Data records below:

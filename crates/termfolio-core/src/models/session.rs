//! The mutable session aggregate.

use serde::{Deserialize, Serialize};

use super::Section;
use crate::config::DEFAULT_THEME;

/// Root of the virtual filesystem.
pub const ROOT_PATH: &str = "/";

/// Whether the editor overlay is showing.
#[derive(Clone, Debug, Default, PartialEq, Eq, Serialize, Deserialize)]
#[serde(tag = "mode", rename_all = "snake_case")]
pub enum Mode {
    /// Only the terminal is visible
    #[default]
    TerminalOnly,
    /// Editor overlay bound to a section file
    EditorOverlay {
        section: Section,
        file_name: String,
        /// Content is still loading
        loading: bool,
    },
}

impl Mode {
    pub fn is_overlay(&self) -> bool {
        matches!(self, Self::EditorOverlay { .. })
    }
}

/// State shared by the dispatcher and the mode machine.
///
/// Fields are only mutated inside the crate, which keeps the working
/// directory pointing at an existing directory and the mode consistent
/// with the active section.
#[derive(Clone, Debug, PartialEq, Eq, Serialize, Deserialize)]
pub struct Session {
    pub(crate) cwd: String,
    pub(crate) section: Section,
    pub(crate) mode: Mode,
    pub(crate) shell_visible: bool,
    pub(crate) theme: String,
    pub(crate) processing: bool,
}

impl Session {
    /// Creates a session at the filesystem root, on the home section,
    /// with the shell visible and no overlay.
    pub fn new() -> Self {
        Self {
            cwd: ROOT_PATH.to_string(),
            section: Section::default(),
            mode: Mode::default(),
            shell_visible: true,
            theme: DEFAULT_THEME.to_string(),
            processing: false,
        }
    }

    /// Working directory as an absolute path.
    pub fn cwd(&self) -> &str {
        &self.cwd
    }

    pub fn section(&self) -> Section {
        self.section
    }

    pub fn mode(&self) -> &Mode {
        &self.mode
    }

    /// `true` in shell mode, `false` in direct section view.
    pub fn shell_visible(&self) -> bool {
        self.shell_visible
    }

    pub fn theme(&self) -> &str {
        &self.theme
    }

    /// Replace the theme identifier. The core never interprets it.
    pub fn set_theme(&mut self, theme: impl Into<String>) {
        self.theme = theme.into();
    }

    /// A command's output is pending.
    pub fn processing(&self) -> bool {
        self.processing
    }

    /// Working directory as shown in the prompt (`~` for root).
    pub fn display_path(&self) -> String {
        if self.cwd == ROOT_PATH {
            "~".to_string()
        } else {
            format!("~{}", self.cwd)
        }
    }
}

impl Default for Session {
    fn default() -> Self {
        Self::new()
    }
}

#[cfg(test)]
mod tests {
    use super::*;

    #[test]
    fn test_fresh_session() {
        let session = Session::new();
        assert_eq!(session.cwd(), "/");
        assert_eq!(session.section(), Section::Home);
        assert_eq!(session.mode(), &Mode::TerminalOnly);
        assert!(session.shell_visible());
        assert!(!session.processing());
        assert_eq!(session.theme(), DEFAULT_THEME);
    }

    #[test]
    fn test_display_path() {
        let mut session = Session::new();
        assert_eq!(session.display_path(), "~");
        session.cwd = "/projects".to_string();
        assert_eq!(session.display_path(), "~/projects");
    }

    #[test]
    fn test_snapshot_json() {
        let json = serde_json::to_value(Session::new()).unwrap();
        assert_eq!(json["section"], "home");
        assert_eq!(json["mode"]["mode"], "terminal_only");
    }
}
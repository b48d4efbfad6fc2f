//! Command execution result type.

use crate::models::{Output, Section};

/// A state change requested by a command.
///
/// Commands never mutate the session themselves; the shell applies the
/// effect after execution and hands it to the presentation as a
/// notification.
#[derive(Clone, Debug, PartialEq, Eq)]
pub enum Effect {
    /// Empty both history logs
    ClearHistory,
    /// Move the working directory to an absolute path
    ChangeDir(String),
    /// Switch the active section
    Navigate(Section),
    /// Open the editor overlay on a section file
    OpenEditor(Section),
    /// Start the `launch_portfolio` tour
    StartTour,
}

/// Result of executing a command.
#[derive(Clone, Debug, PartialEq, Eq)]
pub struct CommandResult {
    /// Output to record. Only `clear` has none.
    pub output: Option<Output>,
    pub effect: Option<Effect>,
}

impl CommandResult {
    /// Create a result with just output, no effect.
    pub fn output(output: Output) -> Self {
        Self {
            output: Some(output),
            effect: None,
        }
    }

    /// Create a result with output and an effect.
    pub fn with_effect(output: Output, effect: Effect) -> Self {
        Self {
            output: Some(output),
            effect: Some(effect),
        }
    }

    /// Create a result with an effect and nothing to record.
    pub fn silent(effect: Effect) -> Self {
        Self {
            output: None,
            effect: Some(effect),
        }
    }
}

End of Data records.

Work request — Look for "core" in each line of the material, then copy the lines where it is found.

Output of the exercise —
filename crates/termfolio-core/src/models/session.rs
    /// Replace the theme identifier. The core never interprets it.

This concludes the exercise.